[Stored data]
[Start of section]

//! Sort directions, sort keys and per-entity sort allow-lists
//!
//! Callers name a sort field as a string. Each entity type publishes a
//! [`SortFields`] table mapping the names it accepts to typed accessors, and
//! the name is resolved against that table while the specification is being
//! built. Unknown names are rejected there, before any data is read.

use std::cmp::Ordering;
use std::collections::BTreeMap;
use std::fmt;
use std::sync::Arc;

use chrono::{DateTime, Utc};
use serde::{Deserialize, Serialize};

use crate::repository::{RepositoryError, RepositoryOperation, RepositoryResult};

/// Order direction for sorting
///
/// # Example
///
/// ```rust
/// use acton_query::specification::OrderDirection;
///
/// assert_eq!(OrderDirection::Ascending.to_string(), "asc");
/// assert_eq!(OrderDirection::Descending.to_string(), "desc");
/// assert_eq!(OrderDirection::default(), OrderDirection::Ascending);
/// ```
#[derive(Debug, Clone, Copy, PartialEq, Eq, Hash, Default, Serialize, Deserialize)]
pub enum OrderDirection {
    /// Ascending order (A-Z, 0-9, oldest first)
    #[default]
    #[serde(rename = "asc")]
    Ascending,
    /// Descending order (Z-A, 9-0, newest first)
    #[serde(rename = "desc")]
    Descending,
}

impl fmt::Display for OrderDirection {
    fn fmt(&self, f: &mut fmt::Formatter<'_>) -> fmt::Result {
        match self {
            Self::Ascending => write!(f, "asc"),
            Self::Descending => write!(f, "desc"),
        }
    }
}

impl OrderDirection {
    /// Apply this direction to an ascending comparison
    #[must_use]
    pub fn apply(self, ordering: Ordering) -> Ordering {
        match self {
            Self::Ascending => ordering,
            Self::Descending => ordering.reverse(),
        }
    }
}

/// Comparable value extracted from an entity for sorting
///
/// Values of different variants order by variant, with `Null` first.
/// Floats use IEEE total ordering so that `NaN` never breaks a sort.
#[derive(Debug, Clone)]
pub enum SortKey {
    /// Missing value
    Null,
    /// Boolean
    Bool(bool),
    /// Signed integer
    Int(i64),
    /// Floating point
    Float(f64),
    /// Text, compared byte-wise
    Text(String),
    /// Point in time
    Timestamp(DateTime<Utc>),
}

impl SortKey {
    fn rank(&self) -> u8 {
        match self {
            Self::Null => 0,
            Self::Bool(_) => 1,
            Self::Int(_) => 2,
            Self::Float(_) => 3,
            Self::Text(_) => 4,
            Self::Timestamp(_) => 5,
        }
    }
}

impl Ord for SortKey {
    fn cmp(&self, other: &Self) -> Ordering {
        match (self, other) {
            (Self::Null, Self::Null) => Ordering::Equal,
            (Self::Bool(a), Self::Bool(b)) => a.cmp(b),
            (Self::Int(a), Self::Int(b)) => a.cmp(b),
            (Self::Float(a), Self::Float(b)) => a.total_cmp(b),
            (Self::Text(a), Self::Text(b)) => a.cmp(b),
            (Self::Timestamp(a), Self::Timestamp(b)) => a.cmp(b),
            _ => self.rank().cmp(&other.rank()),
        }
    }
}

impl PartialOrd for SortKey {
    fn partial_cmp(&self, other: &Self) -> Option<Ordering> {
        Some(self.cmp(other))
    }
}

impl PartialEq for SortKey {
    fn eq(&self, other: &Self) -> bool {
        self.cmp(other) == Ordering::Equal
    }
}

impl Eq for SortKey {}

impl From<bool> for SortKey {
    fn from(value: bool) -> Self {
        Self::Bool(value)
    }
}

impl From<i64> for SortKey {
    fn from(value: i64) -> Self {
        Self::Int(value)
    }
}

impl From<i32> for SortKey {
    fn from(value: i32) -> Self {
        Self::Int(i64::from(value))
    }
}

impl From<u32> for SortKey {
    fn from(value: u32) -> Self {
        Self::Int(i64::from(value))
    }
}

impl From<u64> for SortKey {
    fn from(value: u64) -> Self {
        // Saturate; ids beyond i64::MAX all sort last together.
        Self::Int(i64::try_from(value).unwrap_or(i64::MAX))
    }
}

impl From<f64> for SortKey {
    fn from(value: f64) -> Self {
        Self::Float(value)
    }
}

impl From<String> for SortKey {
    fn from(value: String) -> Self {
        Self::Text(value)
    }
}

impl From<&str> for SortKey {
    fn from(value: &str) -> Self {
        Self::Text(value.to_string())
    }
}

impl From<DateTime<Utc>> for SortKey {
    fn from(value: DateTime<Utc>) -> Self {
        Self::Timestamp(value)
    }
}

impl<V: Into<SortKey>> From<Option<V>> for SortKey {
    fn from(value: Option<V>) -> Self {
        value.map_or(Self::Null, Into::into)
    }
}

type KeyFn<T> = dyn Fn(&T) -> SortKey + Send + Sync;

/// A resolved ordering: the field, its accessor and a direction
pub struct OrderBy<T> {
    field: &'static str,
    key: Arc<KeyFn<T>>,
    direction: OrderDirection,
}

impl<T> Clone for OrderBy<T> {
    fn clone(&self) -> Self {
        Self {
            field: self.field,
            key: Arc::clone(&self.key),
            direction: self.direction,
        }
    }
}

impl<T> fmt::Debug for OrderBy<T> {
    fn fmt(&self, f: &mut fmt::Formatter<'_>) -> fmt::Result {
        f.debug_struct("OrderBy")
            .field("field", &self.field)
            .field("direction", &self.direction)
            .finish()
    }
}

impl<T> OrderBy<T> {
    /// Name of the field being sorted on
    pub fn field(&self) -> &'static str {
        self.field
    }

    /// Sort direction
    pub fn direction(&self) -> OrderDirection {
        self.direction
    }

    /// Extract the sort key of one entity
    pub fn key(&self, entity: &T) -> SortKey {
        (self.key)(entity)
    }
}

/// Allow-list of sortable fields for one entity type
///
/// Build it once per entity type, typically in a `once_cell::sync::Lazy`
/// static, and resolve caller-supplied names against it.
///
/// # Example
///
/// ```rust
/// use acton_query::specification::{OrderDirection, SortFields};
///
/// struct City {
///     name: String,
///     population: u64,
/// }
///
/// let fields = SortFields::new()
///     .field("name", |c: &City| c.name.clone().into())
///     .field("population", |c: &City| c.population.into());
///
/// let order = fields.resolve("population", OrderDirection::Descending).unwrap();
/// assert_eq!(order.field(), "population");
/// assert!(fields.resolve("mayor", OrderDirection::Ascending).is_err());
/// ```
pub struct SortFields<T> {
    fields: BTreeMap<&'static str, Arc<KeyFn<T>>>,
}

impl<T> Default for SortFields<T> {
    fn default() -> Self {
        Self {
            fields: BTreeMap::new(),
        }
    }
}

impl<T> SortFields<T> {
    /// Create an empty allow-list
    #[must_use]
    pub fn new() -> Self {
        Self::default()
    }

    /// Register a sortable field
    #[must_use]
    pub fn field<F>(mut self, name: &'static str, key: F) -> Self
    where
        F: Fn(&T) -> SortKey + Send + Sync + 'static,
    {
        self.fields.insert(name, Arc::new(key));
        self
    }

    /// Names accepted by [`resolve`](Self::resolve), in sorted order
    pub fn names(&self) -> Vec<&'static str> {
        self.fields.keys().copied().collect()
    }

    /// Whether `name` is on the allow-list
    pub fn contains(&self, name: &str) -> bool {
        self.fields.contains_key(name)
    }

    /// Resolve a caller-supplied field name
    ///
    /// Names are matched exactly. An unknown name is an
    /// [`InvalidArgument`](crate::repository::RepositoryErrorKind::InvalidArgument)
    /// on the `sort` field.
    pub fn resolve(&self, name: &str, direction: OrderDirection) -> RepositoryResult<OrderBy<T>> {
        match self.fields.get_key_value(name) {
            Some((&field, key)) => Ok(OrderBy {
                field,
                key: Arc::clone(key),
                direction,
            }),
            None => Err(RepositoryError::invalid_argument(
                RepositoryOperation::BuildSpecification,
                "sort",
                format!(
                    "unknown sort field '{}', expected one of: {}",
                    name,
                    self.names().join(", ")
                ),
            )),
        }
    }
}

[End of section]
[Start of section]

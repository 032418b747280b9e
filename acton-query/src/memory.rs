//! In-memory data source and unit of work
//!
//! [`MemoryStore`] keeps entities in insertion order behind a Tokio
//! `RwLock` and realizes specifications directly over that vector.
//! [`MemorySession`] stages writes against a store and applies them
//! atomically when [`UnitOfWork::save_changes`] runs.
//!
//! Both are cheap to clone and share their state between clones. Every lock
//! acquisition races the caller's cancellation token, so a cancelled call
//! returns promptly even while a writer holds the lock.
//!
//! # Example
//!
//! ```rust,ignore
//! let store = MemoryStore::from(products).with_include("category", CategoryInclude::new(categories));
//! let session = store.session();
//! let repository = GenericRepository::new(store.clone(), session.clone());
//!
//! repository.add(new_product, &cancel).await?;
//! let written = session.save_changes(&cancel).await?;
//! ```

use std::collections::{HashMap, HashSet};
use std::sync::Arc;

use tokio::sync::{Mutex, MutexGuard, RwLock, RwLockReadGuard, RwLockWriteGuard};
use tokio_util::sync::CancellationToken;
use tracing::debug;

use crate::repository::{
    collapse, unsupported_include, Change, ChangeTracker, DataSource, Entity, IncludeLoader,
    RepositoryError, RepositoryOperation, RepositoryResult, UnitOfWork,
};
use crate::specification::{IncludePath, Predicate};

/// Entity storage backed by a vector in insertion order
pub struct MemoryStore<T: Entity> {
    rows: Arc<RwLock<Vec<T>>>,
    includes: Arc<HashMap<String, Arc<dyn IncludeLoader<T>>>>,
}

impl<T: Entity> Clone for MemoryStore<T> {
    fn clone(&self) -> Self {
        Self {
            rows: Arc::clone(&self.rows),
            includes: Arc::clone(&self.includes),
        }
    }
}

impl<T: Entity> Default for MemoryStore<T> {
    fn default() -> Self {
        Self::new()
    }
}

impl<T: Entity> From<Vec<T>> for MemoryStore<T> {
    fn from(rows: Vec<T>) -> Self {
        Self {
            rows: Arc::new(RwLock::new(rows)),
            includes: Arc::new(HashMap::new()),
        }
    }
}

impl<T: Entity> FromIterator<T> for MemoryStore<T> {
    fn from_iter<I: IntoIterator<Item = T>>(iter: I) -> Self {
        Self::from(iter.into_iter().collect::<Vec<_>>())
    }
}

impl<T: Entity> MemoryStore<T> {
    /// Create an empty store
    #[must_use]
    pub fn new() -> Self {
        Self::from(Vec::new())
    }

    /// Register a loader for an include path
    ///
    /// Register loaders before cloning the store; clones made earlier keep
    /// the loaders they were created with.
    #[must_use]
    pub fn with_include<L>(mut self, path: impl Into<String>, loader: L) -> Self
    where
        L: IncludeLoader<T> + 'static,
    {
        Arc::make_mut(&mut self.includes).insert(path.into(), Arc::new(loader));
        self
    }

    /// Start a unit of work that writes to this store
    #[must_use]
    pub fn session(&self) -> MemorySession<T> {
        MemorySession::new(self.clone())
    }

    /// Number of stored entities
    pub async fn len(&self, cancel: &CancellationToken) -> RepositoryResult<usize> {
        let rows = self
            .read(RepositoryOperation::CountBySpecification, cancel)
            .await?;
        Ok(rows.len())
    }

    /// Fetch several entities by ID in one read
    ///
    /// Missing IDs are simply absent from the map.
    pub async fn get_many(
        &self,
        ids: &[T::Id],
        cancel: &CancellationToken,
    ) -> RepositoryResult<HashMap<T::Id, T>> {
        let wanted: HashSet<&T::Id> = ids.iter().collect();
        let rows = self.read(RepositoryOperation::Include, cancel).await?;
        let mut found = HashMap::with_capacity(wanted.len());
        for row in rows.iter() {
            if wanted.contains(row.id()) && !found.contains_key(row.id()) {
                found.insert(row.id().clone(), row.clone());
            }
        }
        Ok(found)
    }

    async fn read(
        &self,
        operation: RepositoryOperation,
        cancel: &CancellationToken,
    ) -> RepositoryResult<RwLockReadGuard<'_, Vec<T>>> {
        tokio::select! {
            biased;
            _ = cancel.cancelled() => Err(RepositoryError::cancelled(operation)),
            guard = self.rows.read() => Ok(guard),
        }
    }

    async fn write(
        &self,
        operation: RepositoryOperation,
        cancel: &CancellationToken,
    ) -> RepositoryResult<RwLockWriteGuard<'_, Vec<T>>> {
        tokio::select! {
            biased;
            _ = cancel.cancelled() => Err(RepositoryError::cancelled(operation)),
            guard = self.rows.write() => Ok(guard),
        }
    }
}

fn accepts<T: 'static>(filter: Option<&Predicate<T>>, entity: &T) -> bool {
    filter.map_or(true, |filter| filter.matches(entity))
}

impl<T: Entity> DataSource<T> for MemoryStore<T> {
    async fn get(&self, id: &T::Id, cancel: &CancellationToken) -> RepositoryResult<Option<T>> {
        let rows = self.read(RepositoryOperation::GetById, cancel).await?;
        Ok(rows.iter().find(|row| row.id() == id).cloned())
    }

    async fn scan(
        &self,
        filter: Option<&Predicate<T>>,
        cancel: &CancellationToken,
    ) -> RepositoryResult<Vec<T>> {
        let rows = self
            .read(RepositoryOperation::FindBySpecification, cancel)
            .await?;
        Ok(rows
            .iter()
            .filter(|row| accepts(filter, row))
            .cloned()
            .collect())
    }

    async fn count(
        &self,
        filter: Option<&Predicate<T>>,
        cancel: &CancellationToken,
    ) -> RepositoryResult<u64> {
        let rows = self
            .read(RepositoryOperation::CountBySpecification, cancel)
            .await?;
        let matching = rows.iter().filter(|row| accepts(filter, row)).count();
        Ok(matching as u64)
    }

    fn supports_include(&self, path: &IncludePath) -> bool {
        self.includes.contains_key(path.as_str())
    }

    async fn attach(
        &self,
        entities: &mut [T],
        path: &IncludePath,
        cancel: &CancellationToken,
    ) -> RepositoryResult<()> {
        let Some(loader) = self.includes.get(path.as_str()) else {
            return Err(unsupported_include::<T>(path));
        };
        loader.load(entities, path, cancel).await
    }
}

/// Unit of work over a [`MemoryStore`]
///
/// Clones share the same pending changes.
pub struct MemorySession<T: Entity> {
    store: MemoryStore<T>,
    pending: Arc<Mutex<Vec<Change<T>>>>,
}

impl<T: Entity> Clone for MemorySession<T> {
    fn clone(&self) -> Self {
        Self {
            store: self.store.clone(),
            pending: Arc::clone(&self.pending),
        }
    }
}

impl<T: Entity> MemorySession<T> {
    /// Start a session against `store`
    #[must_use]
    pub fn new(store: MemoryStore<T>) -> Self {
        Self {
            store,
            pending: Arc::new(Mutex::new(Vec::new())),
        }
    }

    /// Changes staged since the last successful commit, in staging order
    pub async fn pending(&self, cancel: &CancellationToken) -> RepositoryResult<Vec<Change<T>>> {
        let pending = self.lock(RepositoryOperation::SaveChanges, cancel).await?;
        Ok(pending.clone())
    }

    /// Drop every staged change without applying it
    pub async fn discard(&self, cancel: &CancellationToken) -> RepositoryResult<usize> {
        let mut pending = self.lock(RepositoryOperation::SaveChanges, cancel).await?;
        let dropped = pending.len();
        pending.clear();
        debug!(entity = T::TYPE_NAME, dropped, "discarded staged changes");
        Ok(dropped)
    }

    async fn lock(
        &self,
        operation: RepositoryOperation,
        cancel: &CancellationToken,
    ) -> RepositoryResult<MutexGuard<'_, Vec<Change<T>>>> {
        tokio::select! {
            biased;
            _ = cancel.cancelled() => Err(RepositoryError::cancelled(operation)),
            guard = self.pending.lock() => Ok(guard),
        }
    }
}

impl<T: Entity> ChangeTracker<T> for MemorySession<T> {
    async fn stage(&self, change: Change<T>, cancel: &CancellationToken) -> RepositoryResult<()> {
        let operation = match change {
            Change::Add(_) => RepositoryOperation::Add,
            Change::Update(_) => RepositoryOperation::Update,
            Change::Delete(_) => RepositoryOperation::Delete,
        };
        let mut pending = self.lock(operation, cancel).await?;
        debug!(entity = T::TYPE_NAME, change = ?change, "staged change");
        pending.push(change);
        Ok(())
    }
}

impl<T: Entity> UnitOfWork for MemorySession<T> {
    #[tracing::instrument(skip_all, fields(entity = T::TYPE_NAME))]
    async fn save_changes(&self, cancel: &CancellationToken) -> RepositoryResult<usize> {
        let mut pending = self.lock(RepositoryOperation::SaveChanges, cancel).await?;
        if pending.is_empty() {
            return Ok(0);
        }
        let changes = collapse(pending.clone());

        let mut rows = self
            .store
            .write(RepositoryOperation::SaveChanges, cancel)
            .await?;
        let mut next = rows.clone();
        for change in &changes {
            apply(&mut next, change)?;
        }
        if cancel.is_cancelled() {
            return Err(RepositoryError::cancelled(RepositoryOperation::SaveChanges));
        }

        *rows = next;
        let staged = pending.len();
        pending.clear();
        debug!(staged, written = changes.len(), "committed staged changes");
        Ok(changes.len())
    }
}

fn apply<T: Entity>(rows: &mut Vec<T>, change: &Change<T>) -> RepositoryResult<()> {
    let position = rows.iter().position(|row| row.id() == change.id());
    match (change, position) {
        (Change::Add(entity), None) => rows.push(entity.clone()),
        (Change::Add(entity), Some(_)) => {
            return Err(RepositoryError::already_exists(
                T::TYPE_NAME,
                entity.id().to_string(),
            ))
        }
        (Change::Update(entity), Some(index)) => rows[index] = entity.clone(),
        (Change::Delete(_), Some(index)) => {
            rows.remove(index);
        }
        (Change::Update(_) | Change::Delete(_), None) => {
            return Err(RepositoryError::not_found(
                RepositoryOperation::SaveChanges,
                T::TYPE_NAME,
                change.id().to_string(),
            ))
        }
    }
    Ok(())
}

[End of section]
[Start of section]

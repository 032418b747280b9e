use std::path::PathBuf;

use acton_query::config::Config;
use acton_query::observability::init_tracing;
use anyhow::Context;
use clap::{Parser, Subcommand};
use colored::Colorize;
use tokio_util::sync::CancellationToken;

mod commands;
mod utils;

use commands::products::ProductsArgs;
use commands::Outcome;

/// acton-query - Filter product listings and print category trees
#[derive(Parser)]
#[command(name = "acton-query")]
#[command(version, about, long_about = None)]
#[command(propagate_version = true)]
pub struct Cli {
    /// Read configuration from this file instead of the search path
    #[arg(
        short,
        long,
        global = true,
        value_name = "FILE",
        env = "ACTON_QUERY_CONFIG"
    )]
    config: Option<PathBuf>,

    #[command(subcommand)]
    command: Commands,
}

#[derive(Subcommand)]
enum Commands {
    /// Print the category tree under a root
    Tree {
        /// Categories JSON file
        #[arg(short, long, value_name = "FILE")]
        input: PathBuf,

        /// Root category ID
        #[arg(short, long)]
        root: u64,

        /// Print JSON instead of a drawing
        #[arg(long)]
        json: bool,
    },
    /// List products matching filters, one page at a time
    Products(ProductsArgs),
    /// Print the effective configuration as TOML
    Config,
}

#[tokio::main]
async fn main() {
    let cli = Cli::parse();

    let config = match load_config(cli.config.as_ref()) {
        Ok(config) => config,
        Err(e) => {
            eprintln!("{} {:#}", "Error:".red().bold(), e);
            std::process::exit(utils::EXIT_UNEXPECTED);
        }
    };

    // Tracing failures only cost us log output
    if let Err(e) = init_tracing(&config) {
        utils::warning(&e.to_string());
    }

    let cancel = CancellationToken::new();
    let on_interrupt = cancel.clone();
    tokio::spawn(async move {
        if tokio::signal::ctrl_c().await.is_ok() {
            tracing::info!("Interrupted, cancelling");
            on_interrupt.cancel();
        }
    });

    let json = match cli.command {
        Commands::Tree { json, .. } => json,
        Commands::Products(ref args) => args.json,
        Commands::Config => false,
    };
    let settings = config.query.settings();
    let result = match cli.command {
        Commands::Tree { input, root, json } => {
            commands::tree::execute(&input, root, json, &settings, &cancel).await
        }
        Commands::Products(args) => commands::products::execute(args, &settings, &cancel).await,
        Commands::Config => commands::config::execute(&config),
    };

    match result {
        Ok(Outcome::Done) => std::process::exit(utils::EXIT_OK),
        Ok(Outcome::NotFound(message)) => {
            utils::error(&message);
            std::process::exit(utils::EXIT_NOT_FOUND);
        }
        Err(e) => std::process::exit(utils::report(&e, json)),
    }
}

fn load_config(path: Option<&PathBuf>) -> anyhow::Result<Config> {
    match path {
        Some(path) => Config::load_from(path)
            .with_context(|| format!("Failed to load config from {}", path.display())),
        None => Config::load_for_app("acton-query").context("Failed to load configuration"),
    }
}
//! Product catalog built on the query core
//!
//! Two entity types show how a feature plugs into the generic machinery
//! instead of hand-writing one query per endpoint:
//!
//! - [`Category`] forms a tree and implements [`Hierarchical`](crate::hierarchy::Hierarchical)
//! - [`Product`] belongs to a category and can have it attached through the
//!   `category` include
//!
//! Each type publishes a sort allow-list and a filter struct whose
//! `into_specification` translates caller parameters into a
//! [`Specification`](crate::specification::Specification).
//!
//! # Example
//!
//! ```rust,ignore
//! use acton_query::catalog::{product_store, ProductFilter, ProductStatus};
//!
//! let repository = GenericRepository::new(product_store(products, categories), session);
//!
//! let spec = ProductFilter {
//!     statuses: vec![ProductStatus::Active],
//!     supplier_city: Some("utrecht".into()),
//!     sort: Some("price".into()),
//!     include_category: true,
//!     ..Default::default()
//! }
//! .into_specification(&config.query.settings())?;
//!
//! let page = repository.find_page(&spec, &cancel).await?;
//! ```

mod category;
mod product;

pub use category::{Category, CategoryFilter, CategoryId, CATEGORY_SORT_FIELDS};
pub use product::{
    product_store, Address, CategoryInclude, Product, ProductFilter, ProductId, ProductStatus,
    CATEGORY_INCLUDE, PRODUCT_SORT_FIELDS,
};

[End of section]

Go through the data and show each line that holds "staged".

    /// Changes staged since the last successful commit, in staging order
    /// Drop every staged change without applying it
        debug!(entity = T::TYPE_NAME, dropped, "discarded staged changes");
        debug!(entity = T::TYPE_NAME, change = ?change, "staged change");
        let staged = pending.len();
        debug!(staged, written = changes.len(), "committed staged changes");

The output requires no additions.